Inundações destroem ponte e derrubam vagões de passageiros em rio na China

Desde o início das chuvas de monções, em maio, inundações e deslizamentos deixaram mais de 3,4 mil mortos e desaparecidos na China

EFE |

AFP
Carro fica a ponto de cair de ponte que desabou por enchentes em Huaiyuan, na Província de Sichuan, no sudoeste da China
Inundações na Província de Sichuan, no sudoeste da China, destruíram nesta quinta-feira uma ponte e arrastaram dois vagões de um trem de passageiros que a atravessava no momento do incidente, informou a agência oficial "Xinhua".

O acidente aconteceu às 15h20 locais (4h20 em Brasília) perto da localidade de Guangshan, quando as cheias em um rio local destruíram dois pilares da ponte e arrastaram os vagões por mais de 200 metros na água.

Não se sabe, por enquanto, o número de viajantes que estavam nos dois vagões e se há mortos, enquanto equipes de bombeiros trabalham para tentar salvar os passageiros. O trem viajava da cidade de Xian, capital da Província de Shaanxi, no centro do país, à de Kunming, principal localidade da Província de Yunnan, no sudoeste.

Deslizamentos de terra

A imprensa chinesa confirmou nesta quinta-feira que pelo menos uma pessoa morreu e outras 90 estão desaparecidas após um deslizamento de terra em uma localidade da Província de Yunnan , que se somam aos 1.287 mortos e 457 desaparecidos após o desmoronamento há duas semanas no condado de Zhouqu, na Província de Gansu .

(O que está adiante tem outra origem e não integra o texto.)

//! In-process event bus backed by a `tokio::sync::broadcast` channel.
//!
//! [`EventBus`] is the central publish/subscribe hub for [`GalleryEvent`]s.
//! It is designed to be shared via `Arc<EventBus>` across the application.

use chrono::{DateTime, Utc};
use serde::{Deserialize, Serialize};
use taverna_core::types::DbId;
use taverna_core::vote::VoteAggregate;
use tokio::sync::broadcast;

// ---------------------------------------------------------------------------
// GalleryEvent
// ---------------------------------------------------------------------------

/// Whether a vote toggle recorded a choice or retracted one.
#[derive(Debug, Clone, Copy, PartialEq, Eq, Serialize, Deserialize)]
#[serde(rename_all = "snake_case")]
pub enum VoteAction {
    Recorded,
    Retracted,
}

/// A mutation to a character or its vote set.
///
/// Every event names the character it belongs to so the feed router can
/// fan it out to exactly the connections subscribed to that character.
#[derive(Debug, Clone, Serialize, Deserialize)]
#[serde(tag = "type", rename_all = "snake_case")]
pub enum GalleryEvent {
    /// A vote was recorded, replaced, or retracted. Carries the fresh
    /// aggregate so subscribers need not re-query to converge.
    VoteChanged {
        character_id: DbId,
        /// The voter. Clients matching this id also refresh their own vote.
        actor_user_id: DbId,
        action: VoteAction,
        aggregate: VoteAggregate,
        timestamp: DateTime<Utc>,
    },
    /// A character was created or its fields/friendships updated.
    CharacterChanged {
        character_id: DbId,
        actor_user_id: DbId,
        timestamp: DateTime<Utc>,
    },
    /// A character was deleted; its votes and friendships are gone with it.
    CharacterDeleted {
        character_id: DbId,
        actor_user_id: DbId,
        timestamp: DateTime<Utc>,
    },
}

impl GalleryEvent {
    /// The character this event is scoped to.
    pub fn character_id(&self) -> DbId {
        match self {
            GalleryEvent::VoteChanged { character_id, .. }
            | GalleryEvent::CharacterChanged { character_id, .. }
            | GalleryEvent::CharacterDeleted { character_id, .. } => *character_id,
        }
    }

    pub fn vote_changed(
        character_id: DbId,
        actor_user_id: DbId,
        action: VoteAction,
        aggregate: VoteAggregate,
    ) -> Self {
        GalleryEvent::VoteChanged {
            character_id,
            actor_user_id,
            action,
            aggregate,
            timestamp: Utc::now(),
        }
    }

    pub fn character_changed(character_id: DbId, actor_user_id: DbId) -> Self {
        GalleryEvent::CharacterChanged {
            character_id,
            actor_user_id,
            timestamp: Utc::now(),
        }
    }

    pub fn character_deleted(character_id: DbId, actor_user_id: DbId) -> Self {
        GalleryEvent::CharacterDeleted {
            character_id,
            actor_user_id,
            timestamp: Utc::now(),
        }
    }
}

// ---------------------------------------------------------------------------
// EventBus
// ---------------------------------------------------------------------------

/// Default buffer capacity for the broadcast channel.
const DEFAULT_CAPACITY: usize = 1024;

/// In-process fan-out event bus.
///
/// Wraps a [`broadcast::Sender`] so that any number of subscribers can
/// independently receive every published [`GalleryEvent`].
pub struct EventBus {
    sender: broadcast::Sender<GalleryEvent>,
}

impl EventBus {
    /// Create a bus with a specific channel capacity.
    ///
    /// When the buffer is full, the oldest un-consumed messages are dropped
    /// and slow receivers will observe a `RecvError::Lagged`.
    pub fn new(capacity: usize) -> Self {
        let (sender, _) = broadcast::channel(capacity);
        Self { sender }
    }

    /// Publish an event to all current subscribers.
    ///
    /// If there are no active subscribers the event is silently dropped;
    /// aggregates are always recomputable from the vote table.
    pub fn publish(&self, event: GalleryEvent) {
        // Ignore the SendError — it only means there are zero receivers.
        let _ = self.sender.send(event);
    }

    /// Subscribe to all events published on this bus.
    pub fn subscribe(&self) -> broadcast::Receiver<GalleryEvent> {
        self.sender.subscribe()
    }
}

impl Default for EventBus {
    fn default() -> Self {
        Self::new(DEFAULT_CAPACITY)
    }
}

// ---------------------------------------------------------------------------
// Tests
// ---------------------------------------------------------------------------
//! Repository layer.
//!
//! Each repository is a zero-sized struct providing async CRUD methods
//! that accept `&PgPool` as the first argument.

pub mod character_repo;
pub mod role_repo;
pub mod session_repo;
pub mod user_repo;
pub mod vote_repo;

pub use character_repo::CharacterRepo;
pub use role_repo::RoleRepo;
pub use session_repo::SessionRepo;
pub use user_repo::UserRepo;
pub use vote_repo::VoteRepo;
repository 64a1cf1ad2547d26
//! HTTP-level integration tests for the admin endpoints: stats,
//! moderation listing, cross-owner deletion, and RBAC enforcement.

mod common;

use axum::http::StatusCode;
use common::{
    body_json, create_test_character, create_test_user, get_auth, login_token,
    member_with_token, post_json_auth, ADMIN_ROLE_ID,
};
use sqlx::PgPool;

async fn admin_token(pool: &PgPool, app: axum::Router) -> String {
    let (_admin, password) = create_test_user(pool, "gallery_admin", ADMIN_ROLE_ID).await;
    login_token(app, "gallery_admin", &password).await
}

/// Stats report user, character, and vote totals plus per-system counts.
#[sqlx::test(migrations = "../db/migrations")]
async fn test_admin_stats(pool: PgPool) {
    let app = common::build_test_app(pool.clone());
    let token = admin_token(&pool, app.clone()).await;
    let (_member, member_token) = member_with_token(&pool, app.clone(), "contributor").await;

    let c1 = create_test_character(app.clone(), &member_token, "One", "D&D 5e").await;
    create_test_character(app.clone(), &member_token, "Two", "D&D 5e").await;
    create_test_character(app.clone(), &member_token, "Three", "GURPS").await;
    let id = c1["id"].as_i64().unwrap();
    post_json_auth(
        app.clone(),
        &format!("/api/v1/characters/{id}/votes"),
        &member_token,
        serde_json::json!({ "vote_type": "like" }),
    )
    .await;

    let response = get_auth(app, "/api/v1/admin/stats", &token).await;
    assert_eq!(response.status(), StatusCode::OK);

    let json = body_json(response).await;
    assert_eq!(json["total_users"], 2);
    assert_eq!(json["total_characters"], 3);
    assert_eq!(json["total_votes"], 1);

    let by_system = json["characters_by_system"].as_array().unwrap();
    assert_eq!(by_system.len(), 2);
    // Largest group first.
    assert_eq!(by_system[0]["rpg_system"], "D&D 5e");
    assert_eq!(by_system[0]["character_count"], 2);
}

/// The moderation listing includes each character's owner username.
#[sqlx::test(migrations = "../db/migrations")]
async fn test_admin_character_listing_includes_owner(pool: PgPool) {
    let app = common::build_test_app(pool.clone());
    let token = admin_token(&pool, app.clone()).await;
    let (_member, member_token) = member_with_token(&pool, app.clone(), "author").await;

    create_test_character(app.clone(), &member_token, "Listed", "GURPS").await;

    let response = get_auth(app, "/api/v1/admin/characters", &token).await;
    assert_eq!(response.status(), StatusCode::OK);

    let json = body_json(response).await;
    let list = json.as_array().unwrap();
    assert_eq!(list.len(), 1);
    assert_eq!(list[0]["name"], "Listed");
    assert_eq!(list[0]["owner_username"], "author");
}

/// An admin can delete any character regardless of owner.
#[sqlx::test(migrations = "../db/migrations")]
async fn test_admin_can_delete_any_character(pool: PgPool) {
    let app = common::build_test_app(pool.clone());
    let token = admin_token(&pool, app.clone()).await;
    let (_member, member_token) = member_with_token(&pool, app.clone(), "victim").await;

    let created = create_test_character(app.clone(), &member_token, "Doomed", "GURPS").await;
    let id = created["id"].as_i64().unwrap();

    let response =
        common::delete_auth(app.clone(), &format!("/api/v1/admin/characters/{id}"), &token).await;
    assert_eq!(response.status(), StatusCode::NO_CONTENT);

    let response = common::get(app, &format!("/api/v1/characters/{id}")).await;
    assert_eq!(response.status(), StatusCode::NOT_FOUND);
}

/// Regular members are rejected from admin endpoints with 403.
#[sqlx::test(migrations = "../db/migrations")]
async fn test_member_rejected_from_admin_endpoints(pool: PgPool) {
    let app = common::build_test_app(pool.clone());
    let (_member, member_token) = member_with_token(&pool, app.clone(), "plain").await;

    let response = get_auth(app.clone(), "/api/v1/admin/stats", &member_token).await;
    assert_eq!(response.status(), StatusCode::FORBIDDEN);

    let response = get_auth(app, "/api/v1/admin/characters", &member_token).await;
    assert_eq!(response.status(), StatusCode::FORBIDDEN);
}

/// Admin endpoints reject anonymous callers with 401.
#[sqlx::test(migrations = "../db/migrations")]
async fn test_admin_endpoints_require_auth(pool: PgPool) {
    let app = common::build_test_app(pool);

    let response = common::get(app, "/api/v1/admin/stats").await;
    assert_eq!(response.status(), StatusCode::UNAUTHORIZED);
}
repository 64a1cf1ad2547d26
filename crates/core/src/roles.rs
//! Well-known role name constants.
//!
//! These must match the seed data in `20260115000001_create_roles_table.sql`.

pub const ROLE_ADMIN: &str = "admin";
pub const ROLE_MEMBER: &str = "member";
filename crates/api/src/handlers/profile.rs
//! The caller's own profile and characters.

use axum::extract::State;
use axum::Json;
use taverna_core::error::CoreError;
use taverna_db::models::character::CharacterWithFriendships;
use taverna_db::models::user::UserResponse;
use taverna_db::repositories::{CharacterRepo, RoleRepo, UserRepo};

use crate::error::{AppError, AppResult};
use crate::middleware::auth::AuthUser;
use crate::state::AppState;

/// GET /api/v1/users/me
pub async fn me(
    State(state): State<AppState>,
    user: AuthUser,
) -> AppResult<Json<UserResponse>> {
    let row = UserRepo::find_by_id(&state.pool, user.user_id)
        .await?
        .ok_or(AppError::Core(CoreError::NotFound {
            entity: "User",
            id: user.user_id,
        }))?;
    let role = RoleRepo::resolve_name(&state.pool, row.role_id).await?;
    Ok(Json(UserResponse {
        id: row.id,
        username: row.username,
        email: row.email,
        role,
        created_at: row.created_at,
    }))
}

/// GET /api/v1/users/me/characters
///
/// The caller's characters, newest first, with friendships embedded.
pub async fn my_characters(
    State(state): State<AppState>,
    user: AuthUser,
) -> AppResult<Json<Vec<CharacterWithFriendships>>> {
    let characters = CharacterRepo::list_by_user(&state.pool, user.user_id).await?;
    Ok(Json(characters))
}
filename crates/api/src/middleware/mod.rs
//! Request extractors for authentication and role checks.

pub mod auth;
pub mod rbac;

Em Yunnan, enquanto as equipes de resgate trabalham na busca dos desaparecidos, mais de mil pessoas foram levadas para lugares seguros, declarou o Ministério de Assuntos Civis da China. A maioria dos desaparecidos no deslizamento, que aconteceu na quarta-feira, são empregados de uma mina de ferro na localidade de Puladi , no distrito autônomo de Gongshan.

Segundo o porta-voz da equipe de salvamento, "pelo menos dez caminhões carregados com minério de ferro e 21 casas ficaram soterradas". Na mesma localidade, outro deslizamento de terras, em 26 de junho, deixou 11 mortos nas obras de construção de uma central hidroelétrica.

As previsões meteorológicas indicam que as chuvas continuarão na região durante os próximos dois dias. As autoridades advertiram para o risco de possíveis desastres geológicos em Pequim por conta das chuvas nas zonas montanhosas que rodeiam a cidade.

AP
Equipes de resgate carregam corpo de vítima de deslizamento de terra no condado de Gongshan, na Província de Yunnan, na China
Até sábado as chuvas podem causar deslizamentos nos distritos de Fangshan, Huairou e Pinggu e no condado de Miyun, todos eles nos subúrbios da capital chinesa. Os especialistas afirmam que Pequim é uma das cidades propensas a desastres geológicos no país, e em julho já havia 597 zonas da cidade em alerta.

O país asiático vive sua pior temporada de inundações em 12 anos, com mais de 3,4 mil mortos e desaparecidos desde maio. Os danos e o número de vítimas são comparáveis aos produzidos pelas cheias dos rios Yang Tsé e Songhua em 1998, quando houve mais de 4 mil mortes e 140 milhões de pessoas foram deslocadas, nas piores inundações das últimas décadas.